C40 both filters noise on the power supply rail, and lowers its impedance caused by wiring and pc board trace resistances and inductances. Typically you want one such large capacitance per xx square inches of circuit area, plus smaller capacitors right at the power pins of each IC. The standard part is a 0.1 uF ceramic cap with the shortest possible leads/traces to the chip pins, one cap per power pin.
Check your numbers - 50 mA is way too high for the linked schematic. Also, most of the power supply current does not go into/out of the virtual GND. The GND circuit output sees only the algebraic sum of all circuit ground currents.
Update:
C40 filters noise on the power rail, but more importantly it filters noise caused by the signal going through the opamp. A portion of the current at the power pin is the static current needed to operate the internal circuits, but another portion is the amplified signal current going into and out of the output pin. If the supply rail impedance at the IC pin at the signal frequencies is not zero, the signal current will appear as a varying voltage at the power pin. This varying voltage can now appear across the opamp's input circuit as an unwanted form of feedback, sometimes causing the circuit to break into oscillation. This is especially true with linear audio power amplifier chips. The LM386 makes a fair AM radio transmitter.

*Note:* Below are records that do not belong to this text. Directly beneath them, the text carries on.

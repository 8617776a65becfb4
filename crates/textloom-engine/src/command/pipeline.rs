//! Lazy, composable command pipelines.
//!
//! A pipeline turns a composite user action into an ordered list of steps.
//! Each step is evaluated only while the aggregate command first executes,
//! sees the document as earlier steps left it, and may read values earlier
//! steps parked in the scratch bag; that is what makes "delete the trailing
//! content, remember what was deleted, re-insert it elsewhere" a
//! three-liner. The aggregate is one undo step, and its redo replays the
//! recorded sub-commands without re-evaluating the lazy step functions, so
//! redo stays deterministic even when a step's logic depends on state that
//! has since gone stale.

use std::any::Any;
use std::collections::HashMap;
use std::mem;

use crate::command::{BoxedCommand, Command};
use crate::content::block::BlockId;
use crate::content::document::{Caret, Document};
use crate::content::region::Interval;
use crate::error::EditError;

/// The pipeline's fixed payload: what the triggering handler knew when it
/// built the pipeline. Steps receive it merged with their own override.
#[derive(Debug, Clone, Copy, Default, PartialEq)]
pub struct Context {
    pub block: Option<BlockId>,
    pub region: Option<usize>,
    pub interval: Option<Interval>,
    pub caret: Option<Caret>,
}

impl Context {
    /// Field-wise merge; fields set in `over` win.
    pub fn merged(&self, over: &Context) -> Context {
        Context {
            block: over.block.or(self.block),
            region: over.region.or(self.region),
            interval: over.interval.or(self.interval),
            caret: over.caret.or(self.caret),
        }
    }
}

/// Loosely-typed bag shared across the steps of one pipeline build.
///
/// Step functions are authored independently, so values pass forward by name
/// and the reader asserts the type on the way out.
#[derive(Default)]
pub struct Scratch {
    slots: HashMap<&'static str, Box<dyn Any>>,
}

impl Scratch {
    pub fn put<T: 'static>(&mut self, key: &'static str, value: T) {
        self.slots.insert(key, Box::new(value));
    }

    pub fn get<T: 'static>(&self, key: &str) -> Option<&T> {
        self.slots.get(key)?.downcast_ref()
    }

    /// Remove and return a value; a type mismatch leaves the slot in place.
    pub fn take<T: 'static>(&mut self, key: &'static str) -> Option<T> {
        match self.slots.remove(key)?.downcast::<T>() {
            Ok(value) => Some(*value),
            Err(boxed) => {
                self.slots.insert(key, boxed);
                None
            }
        }
    }

    pub fn contains(&self, key: &str) -> bool {
        self.slots.contains_key(key)
    }
}

/// Per-step control token.
#[derive(Debug, Default)]
pub struct Control {
    skip: bool,
    stop: bool,
}

impl Control {
    /// Treat this step as producing no command; the pipeline continues.
    pub fn skip(&mut self) {
        self.skip = true;
    }

    /// Run no further steps. Commands already executed stay in effect; a
    /// command returned by this step still runs first.
    pub fn stop(&mut self) {
        self.stop = true;
    }
}

/// What a step sees while it is evaluated.
pub struct StepScope<'a> {
    /// The document as earlier steps left it. Read-only: mutation happens
    /// through the command the step returns.
    pub doc: &'a Document,
    /// The pipeline payload merged with this step's override.
    pub cx: &'a Context,
    pub scratch: &'a mut Scratch,
    pub control: &'a mut Control,
}

type StepFn = Box<dyn FnMut(&mut StepScope<'_>) -> Result<Option<BoxedCommand>, EditError>>;

struct Step {
    over: Option<Context>,
    run: StepFn,
}

type AfterHook = Box<dyn FnMut(&mut Document)>;

/// Builder composing lazy steps into one aggregate [`Command`].
pub struct CommandPipeline {
    context: Context,
    steps: Vec<Step>,
    on_execute: Vec<AfterHook>,
    on_undo: Vec<AfterHook>,
}

impl CommandPipeline {
    pub fn new(context: Context) -> Self {
        Self {
            context,
            steps: Vec::new(),
            on_execute: Vec::new(),
            on_undo: Vec::new(),
        }
    }

    /// Append a lazy step.
    pub fn add_step<F>(mut self, f: F) -> Self
    where
        F: FnMut(&mut StepScope<'_>) -> Result<Option<BoxedCommand>, EditError> + 'static,
    {
        self.steps.push(Step {
            over: None,
            run: Box::new(f),
        });
        self
    }

    /// Append a lazy step with a context override merged over the pipeline
    /// payload for this step only.
    pub fn add_step_with<F>(mut self, over: Context, f: F) -> Self
    where
        F: FnMut(&mut StepScope<'_>) -> Result<Option<BoxedCommand>, EditError> + 'static,
    {
        self.steps.push(Step {
            over: Some(over),
            run: Box::new(f),
        });
        self
    }

    /// Hook run after every execute (first run and redo), typically to
    /// restore the caret after a structural change. Not required for the
    /// mutation's correctness.
    pub fn on_execute<F>(mut self, hook: F) -> Self
    where
        F: FnMut(&mut Document) + 'static,
    {
        self.on_execute.push(Box::new(hook));
        self
    }

    /// Hook run after every undo; the undo counterpart of
    /// [`CommandPipeline::on_execute`].
    pub fn on_undo<F>(mut self, hook: F) -> Self
    where
        F: FnMut(&mut Document) + 'static,
    {
        self.on_undo.push(Box::new(hook));
        self
    }

    /// Close the builder into a single aggregate command.
    pub fn build(self) -> PipelineCommand {
        PipelineCommand {
            context: self.context,
            steps: self.steps,
            scratch: Scratch::default(),
            recorded: Vec::new(),
            ran: false,
            on_execute: self.on_execute,
            on_undo: self.on_undo,
        }
    }
}

/// The aggregate command a pipeline builds into.
pub struct PipelineCommand {
    context: Context,
    steps: Vec<Step>,
    scratch: Scratch,
    recorded: Vec<BoxedCommand>,
    ran: bool,
    on_execute: Vec<AfterHook>,
    on_undo: Vec<AfterHook>,
}

impl PipelineCommand {
    /// Number of sub-commands recorded by the first execution.
    pub fn recorded_len(&self) -> usize {
        self.recorded.len()
    }
}

impl Command for PipelineCommand {
    /// First run: evaluate each step in order, executing and recording every
    /// produced sub-command immediately. Later runs replay the recorded list.
    ///
    /// A step error halts the pipeline with no rollback of sub-commands that
    /// already ran: step functions are pure computations over already-valid
    /// document state, so an error here is an authoring bug, not a runtime
    /// condition to recover from.
    fn execute(&mut self, doc: &mut Document) -> Result<(), EditError> {
        if self.ran {
            for command in &mut self.recorded {
                command.execute(doc)?;
            }
        } else {
            self.ran = true;
            let steps = mem::take(&mut self.steps);
            for mut step in steps {
                let cx = match &step.over {
                    Some(over) => self.context.merged(over),
                    None => self.context,
                };
                let mut control = Control::default();
                let produced = {
                    let mut scope = StepScope {
                        doc,
                        cx: &cx,
                        scratch: &mut self.scratch,
                        control: &mut control,
                    };
                    (step.run)(&mut scope)?
                };
                if !control.skip
                    && let Some(mut command) = produced
                {
                    command.execute(doc)?;
                    self.recorded.push(command);
                }
                if control.stop {
                    break;
                }
            }
        }
        for hook in &mut self.on_execute {
            hook(doc);
        }
        Ok(())
    }

    fn undo(&mut self, doc: &mut Document) -> Result<(), EditError> {
        for command in self.recorded.iter_mut().rev() {
            command.undo(doc)?;
        }
        for hook in &mut self.on_undo {
            hook(doc);
        }
        Ok(())
    }

    fn as_any_mut(&mut self) -> &mut dyn Any {
        self
    }
}

#[cfg(test)]
mod tests {
    use super::*;
    use crate::command::ops::{CreateBlock, DeleteRange, InsertText};
    use crate::content::block::Block;
    use crate::content::document::{RegionAddr, Side};
    use crate::content::region::Region;
    use crate::position::token_count;

    fn doc_with(text: &str) -> (Document, RegionAddr) {
        let mut doc = Document::new();
        let block = Block::with_regions("note", vec![Region::from_text(text)]);
        let addr = RegionAddr::new(block.id(), 0);
        doc.push_back(block).expect("push");
        (doc, addr)
    }

    fn region_text(doc: &Document, addr: &RegionAddr) -> String {
        doc.region(addr).expect("region").text()
    }

    #[test]
    fn steps_run_in_order_and_see_earlier_effects() {
        let (mut doc, addr) = doc_with("");
        let mut pipeline = CommandPipeline::new(Context::default())
            .add_step(move |_| Ok(Some(Box::new(InsertText::new(addr, 0, "ab")))))
            .add_step(move |scope| {
                // The first step's insert is already applied.
                let count = token_count(scope.doc.region(&addr)?);
                assert_eq!(count, 2);
                Ok(Some(Box::new(InsertText::new(addr, count, "c"))))
            })
            .build();

        pipeline.execute(&mut doc).unwrap();
        assert_eq!(region_text(&doc, &addr), "abc");
        assert_eq!(pipeline.recorded_len(), 2);

        pipeline.undo(&mut doc).unwrap();
        assert_eq!(region_text(&doc, &addr), "");
    }

    #[test]
    fn skipped_steps_leave_no_phantom_undo() {
        let (mut doc, addr) = doc_with("");
        let mut pipeline = CommandPipeline::new(Context::default())
            .add_step(move |_| Ok(Some(Box::new(InsertText::new(addr, 0, "a")))))
            .add_step(move |scope| {
                scope.control.skip();
                // A command returned by a skipped step is discarded.
                Ok(Some(Box::new(InsertText::new(addr, 0, "never"))))
            })
            .add_step(move |_| Ok(Some(Box::new(InsertText::new(addr, 1, "b")))))
            .build();

        pipeline.execute(&mut doc).unwrap();
        assert_eq!(region_text(&doc, &addr), "ab");
        assert_eq!(pipeline.recorded_len(), 2);

        pipeline.undo(&mut doc).unwrap();
        assert_eq!(region_text(&doc, &addr), "");
    }

    #[test]
    fn stop_keeps_executed_commands_in_effect() {
        let (mut doc, addr) = doc_with("");
        let mut pipeline = CommandPipeline::new(Context::default())
            .add_step(move |scope| {
                scope.control.stop();
                Ok(Some(Box::new(InsertText::new(addr, 0, "kept"))))
            })
            .add_step(move |_| -> Result<Option<BoxedCommand>, EditError> {
                panic!("a stopped pipeline must not evaluate later steps");
            })
            .build();

        pipeline.execute(&mut doc).unwrap();
        assert_eq!(region_text(&doc, &addr), "kept");
    }

    #[test]
    fn scratch_carries_values_forward() {
        let (mut doc, addr) = doc_with("keep-tail");
        let mut pipeline = CommandPipeline::new(Context::default())
            .add_step(move |scope| {
                let text = scope.doc.region(&addr)?.text();
                let tail = text.split('-').next_back().unwrap_or("").to_string();
                scope.scratch.put("tail", tail);
                Ok(Some(Box::new(DeleteRange::new(
                    addr,
                    Interval::new(4, -1),
                ))))
            })
            .add_step(move |scope| {
                let tail: String = scope.scratch.take("tail").unwrap_or_default();
                let block = Block::with_regions("note", vec![Region::from_text(&tail)]);
                Ok(Some(Box::new(CreateBlock::new(
                    addr.block,
                    Side::After,
                    block,
                ))))
            })
            .build();

        pipeline.execute(&mut doc).unwrap();
        let texts: Vec<String> = doc.blocks().map(|(_, b)| b.regions()[0].text()).collect();
        assert_eq!(texts, vec!["keep", "tail"]);

        pipeline.undo(&mut doc).unwrap();
        let texts: Vec<String> = doc.blocks().map(|(_, b)| b.regions()[0].text()).collect();
        assert_eq!(texts, vec!["keep-tail"]);
    }

    #[test]
    fn redo_replays_recorded_commands_without_lazy_reevaluation() {
        let (mut doc, addr) = doc_with("");
        let mut evaluations = 0usize;
        let counter = std::rc::Rc::new(std::cell::Cell::new(0usize));
        let seen = counter.clone();
        let mut pipeline = CommandPipeline::new(Context::default())
            .add_step(move |_| {
                seen.set(seen.get() + 1);
                Ok(Some(Box::new(InsertText::new(addr, 0, "x"))))
            })
            .build();

        pipeline.execute(&mut doc).unwrap();
        evaluations += counter.get();
        pipeline.undo(&mut doc).unwrap();
        pipeline.execute(&mut doc).unwrap();
        assert_eq!(counter.get(), evaluations, "redo must not re-evaluate");
        assert_eq!(region_text(&doc, &addr), "x");
    }

    #[test]
    fn step_context_override_merges_over_the_payload() {
        let (mut doc, addr) = doc_with("");
        let base = Context {
            block: Some(addr.block),
            region: Some(0),
            ..Context::default()
        };
        let over = Context {
            interval: Some(Interval::collapsed(0)),
            ..Context::default()
        };
        let mut pipeline = CommandPipeline::new(base)
            .add_step_with(over, move |scope| {
                assert_eq!(scope.cx.block, Some(addr.block));
                assert_eq!(scope.cx.region, Some(0));
                assert_eq!(scope.cx.interval, Some(Interval::collapsed(0)));
                scope.control.skip();
                Ok(None)
            })
            .build();
        pipeline.execute(&mut doc).unwrap();
    }

    #[test]
    fn hooks_run_after_execute_and_undo() {
        let (mut doc, addr) = doc_with("abc");
        let caret = Caret::new(addr.block, 0, 3);
        let restored = Caret::new(addr.block, 0, 0);
        let mut pipeline = CommandPipeline::new(Context::default())
            .add_step(move |_| Ok(Some(Box::new(InsertText::new(addr, 3, "!")))))
            .on_execute(move |doc| doc.set_caret(caret))
            .on_undo(move |doc| doc.set_caret(restored))
            .build();

        pipeline.execute(&mut doc).unwrap();
        assert_eq!(doc.selection().map(|s| s.head), Some(caret));
        pipeline.undo(&mut doc).unwrap();
        assert_eq!(doc.selection().map(|s| s.head), Some(restored));
    }

    #[test]
    fn a_failing_step_halts_without_rolling_back() {
        let (mut doc, addr) = doc_with("");
        let mut pipeline = CommandPipeline::new(Context::default())
            .add_step(move |_| Ok(Some(Box::new(InsertText::new(addr, 0, "done")))))
            .add_step(move |_| Err(EditError::NoRange))
            .add_step(move |_| -> Result<Option<BoxedCommand>, EditError> {
                panic!("steps after a failure must not run");
            })
            .build();

        assert!(matches!(
            pipeline.execute(&mut doc),
            Err(EditError::NoRange)
        ));
        // The first step's effect stays; the error is an authoring bug for
        // the caller to surface, not a condition to auto-rollback.
        assert_eq!(region_text(&doc, &addr), "done");
    }
}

The non-zero impedance of the power connection comes from both the output impedance of the source (at signal frequencies, not just at DC), and wire and pc board resistance and inductance. Because electrolytic capacitors usually do not have good high-frequency performance, a compromise is to have large caps in the area for low frequency decoupling, and smaller caps with better high-frequency behavior right at the IC pins to get the impedance at the signal frequencies down as low as possible. These caps also supply some signal current during transients, so the size does matter. 0.1 uF is the standard value for general-purpose work at low signal currents. At 10 mA and above I jump to a 1 uF ceramic at the pins. In many Analog Devices application circuits, they show a 0.1 uF ceramic and 10 uF electrolytic in parallel right at the device pins.
Update-2:
Besides acting as an energy store for signal transient currents, C40 is the shunt leg of a lowpass filter. The series leg is the combination of resistances and inductances in the wires and pc board traces between the power source and C40, plus the output impedance of the power source itself. Note that these are complex impedances, not simple resistances; their values vary with frequency. You can expect them to be higher at a signal current frequency of 10 kHz compared to a signal current of 1 kHz.

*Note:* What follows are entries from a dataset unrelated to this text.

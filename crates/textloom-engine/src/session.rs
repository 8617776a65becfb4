//! Editor session: the single owner of "currently active" state.

use crate::command::BoxedCommand;
use crate::command::history::History;
use crate::content::block::{BehaviorRegistry, BlockBehavior, BlockId, JoinMode};
use crate::content::document::{Caret, Document, RegionAddr};
use crate::error::EditError;

/// The active inline widget, addressed through its owning region.
#[derive(Debug, Clone, Copy, PartialEq, Eq)]
pub struct ActiveWidget {
    pub addr: RegionAddr,
    pub index: usize,
}

/// One editing session over one document.
///
/// The active-block and active-widget pointers live here as explicit fields,
/// set on focus-in and cleared on focus-out, and every handler receives the
/// session instead of reaching for process-wide state. Input handlers build
/// pipelines (usually through the active block's [`BlockBehavior`]) and hand
/// them to [`Session::run`]; the session owns the history that serializes
/// them.
pub struct Session {
    document: Document,
    history: History,
    behaviors: BehaviorRegistry,
    active_block: Option<BlockId>,
    active_widget: Option<ActiveWidget>,
}

impl Session {
    pub fn new(document: Document) -> Self {
        Self::with_history(document, History::new())
    }

    pub fn with_history(document: Document, history: History) -> Self {
        Self {
            document,
            history,
            behaviors: BehaviorRegistry::new(),
            active_block: None,
            active_widget: None,
        }
    }

    pub fn document(&self) -> &Document {
        &self.document
    }

    /// Direct document access for setup and ingestion. Mutations made here
    /// bypass history and cannot be undone.
    pub fn document_mut(&mut self) -> &mut Document {
        &mut self.document
    }

    pub fn history(&self) -> &History {
        &self.history
    }

    pub fn register_behavior(&mut self, behavior: Box<dyn BlockBehavior>) {
        self.behaviors.register(behavior);
    }

    pub fn behaviors(&self) -> &BehaviorRegistry {
        &self.behaviors
    }

    /// Execute a command through history.
    pub fn run(&mut self, command: BoxedCommand) -> Result<(), EditError> {
        self.history.execute(&mut self.document, command)
    }

    pub fn undo(&mut self) -> Result<bool, EditError> {
        self.history.undo(&mut self.document)
    }

    pub fn redo(&mut self) -> Result<bool, EditError> {
        self.history.redo(&mut self.document)
    }

    pub fn focus_block(&mut self, id: BlockId) -> Result<(), EditError> {
        if self.document.block(&id).is_none() {
            return Err(EditError::BlockNotFound(id));
        }
        log::trace!("focus block {id}");
        self.active_block = Some(id);
        Ok(())
    }

    /// Clears both active pointers; a widget cannot stay active without its
    /// block.
    pub fn blur_block(&mut self) {
        self.active_block = None;
        self.active_widget = None;
    }

    pub fn focus_widget(&mut self, widget: ActiveWidget) -> Result<(), EditError> {
        self.document.region(&widget.addr)?;
        self.active_widget = Some(widget);
        Ok(())
    }

    pub fn blur_widget(&mut self) {
        self.active_widget = None;
    }

    pub fn active_block(&self) -> Option<BlockId> {
        self.active_block
    }

    pub fn active_widget(&self) -> Option<ActiveWidget> {
        self.active_widget
    }

    /// Dispatch Enter-with-collapsed-caret through the caret block's
    /// registered behavior.
    pub fn press_enter(&mut self) -> Result<(), EditError> {
        let caret = self.collapsed_caret()?;
        let pipeline = {
            let behavior = self.behavior_for(&caret.block)?;
            behavior.enter_collapsed(&self.document, &caret)?
        };
        self.run(Box::new(pipeline.build()))
    }

    /// Dispatch Backspace-at-region-start; returns how the block related to
    /// its predecessor so the caller can place the caret.
    pub fn press_backspace(&mut self) -> Result<JoinMode, EditError> {
        let caret = self.collapsed_caret()?;
        let plan = {
            let behavior = self.behavior_for(&caret.block)?;
            behavior.backspace_at_start(&self.document, &caret)?
        };
        self.run(Box::new(plan.pipeline.build()))?;
        Ok(plan.mode)
    }

    fn behavior_for(&self, block: &BlockId) -> Result<&dyn BlockBehavior, EditError> {
        let block = self
            .document
            .block(block)
            .ok_or(EditError::BlockNotFound(*block))?;
        self.behaviors
            .get(block.kind())
            .ok_or_else(|| EditError::UnknownKind(block.kind().to_string()))
    }

    fn collapsed_caret(&self) -> Result<Caret, EditError> {
        let selection = self.document.selection().ok_or(EditError::NoRange)?;
        if !selection.is_collapsed() {
            return Err(EditError::NoRange);
        }
        Ok(selection.head)
    }
}

#[cfg(test)]
mod tests {
    use super::*;
    use crate::tests::{NoteBehavior, note, sample_session};

    #[test]
    fn focus_tracks_and_validates_blocks() {
        let (mut session, ids) = sample_session();
        session.focus_block(ids[0]).unwrap();
        assert_eq!(session.active_block(), Some(ids[0]));

        session.blur_block();
        assert_eq!(session.active_block(), None);

        assert!(matches!(
            session.focus_block(BlockId::new()),
            Err(EditError::BlockNotFound(_))
        ));
    }

    #[test]
    fn blur_block_clears_the_active_widget_too() {
        let (mut session, ids) = sample_session();
        session.focus_block(ids[0]).unwrap();
        session
            .focus_widget(ActiveWidget {
                addr: RegionAddr::new(ids[0], 0),
                index: 0,
            })
            .unwrap();
        assert!(session.active_widget().is_some());
        session.blur_block();
        assert!(session.active_widget().is_none());
    }

    #[test]
    fn press_enter_without_a_selection_is_an_authoring_error() {
        let (mut session, _) = sample_session();
        assert!(matches!(session.press_enter(), Err(EditError::NoRange)));
    }

    #[test]
    fn press_enter_splits_through_the_behavior_and_undoes_atomically() {
        let (mut session, ids) = sample_session();
        session.register_behavior(Box::new(NoteBehavior));
        session.document_mut().set_caret(Caret::new(ids[0], 0, 2));

        session.press_enter().unwrap();
        let texts: Vec<String> = session
            .document()
            .blocks()
            .map(|(_, b)| b.regions()[0].text())
            .collect();
        assert_eq!(texts, vec!["al", "pha", "beta", "gamma"]);

        assert!(session.undo().unwrap());
        let texts: Vec<String> = session
            .document()
            .blocks()
            .map(|(_, b)| b.regions()[0].text())
            .collect();
        assert_eq!(texts, vec!["alpha", "beta", "gamma"]);
    }

    #[test]
    fn press_enter_at_the_end_creates_an_empty_successor() {
        let (mut session, ids) = sample_session();
        session.register_behavior(Box::new(NoteBehavior));
        session.document_mut().set_caret(Caret::new(ids[2], 0, 5));

        session.press_enter().unwrap();
        let texts: Vec<String> = session
            .document()
            .blocks()
            .map(|(_, b)| b.regions()[0].text())
            .collect();
        assert_eq!(texts, vec!["alpha", "beta", "gamma", ""]);
    }

    #[test]
    fn press_backspace_connects_into_the_previous_block() {
        let (mut session, ids) = sample_session();
        session.register_behavior(Box::new(NoteBehavior));
        session.document_mut().set_caret(Caret::new(ids[1], 0, 0));

        let mode = session.press_backspace().unwrap();
        assert_eq!(mode, JoinMode::Connect);
        let texts: Vec<String> = session
            .document()
            .blocks()
            .map(|(_, b)| b.regions()[0].text())
            .collect();
        assert_eq!(texts, vec!["alphabeta", "gamma"]);

        assert!(session.undo().unwrap());
        let texts: Vec<String> = session
            .document()
            .blocks()
            .map(|(_, b)| b.regions()[0].text())
            .collect();
        assert_eq!(texts, vec!["alpha", "beta", "gamma"]);
    }

    #[test]
    fn press_enter_requires_a_registered_behavior() {
        let (mut session, ids) = sample_session();
        session.document_mut().set_caret(Caret::new(ids[0], 0, 0));
        assert!(matches!(
            session.press_enter(),
            Err(EditError::UnknownKind(_))
        ));
    }

    #[test]
    fn serialize_round_trips_through_the_registry() {
        let (session, _) = sample_session();
        let mut registry = BehaviorRegistry::new();
        registry.register(Box::new(NoteBehavior));

        let payloads = session.document().serialize(&registry).unwrap();
        assert_eq!(payloads.len(), 3);
        assert_eq!(payloads[0].kind, "note");

        let rebuilt = Document::from_serialized(&payloads, &registry).unwrap();
        let texts: Vec<String> = rebuilt
            .blocks()
            .map(|(_, b)| b.regions()[0].text())
            .collect();
        assert_eq!(texts, vec!["alpha", "beta", "gamma"]);
    }

    #[test]
    fn unknown_kinds_fail_serialization() {
        let mut doc = Document::new();
        doc.push_back(note("x")).unwrap();
        let registry = BehaviorRegistry::new();
        assert!(matches!(
            doc.serialize(&registry),
            Err(EditError::UnknownKind(_))
        ));
    }
}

These are very small impedance values, difficult to measure and messy to calculate; for normal circuits and wiring, less than 1 ohm. Because an electrolytic capacitor has a relatively high equivalent series inductance, its impedance increases at high frequencies. This is why good design practice is to add a second lowpass filter right at the IC power pin, this time with a ceramic capacitor that has a much higher self-resonant frequency. Some Analog Devices app notes (love me ADI docs!) show a 10 ohm resistor in series with the power source, to give the decoupling capacitor(s) a higher series resistance to work with.
A search for power supply decoupling (no quotation marks) returned many documents and videos in exactly 0.5 seconds. Like this:
https://www.eetimes.com/bypass-or-decouple-your-way-to-power-supply-noise-reduction/
And, of course, this:
https://www.analog.com/media/en/training-seminars/tutorials/MT-101.pdf
At the end are links to eleven (11) other documents on this topic.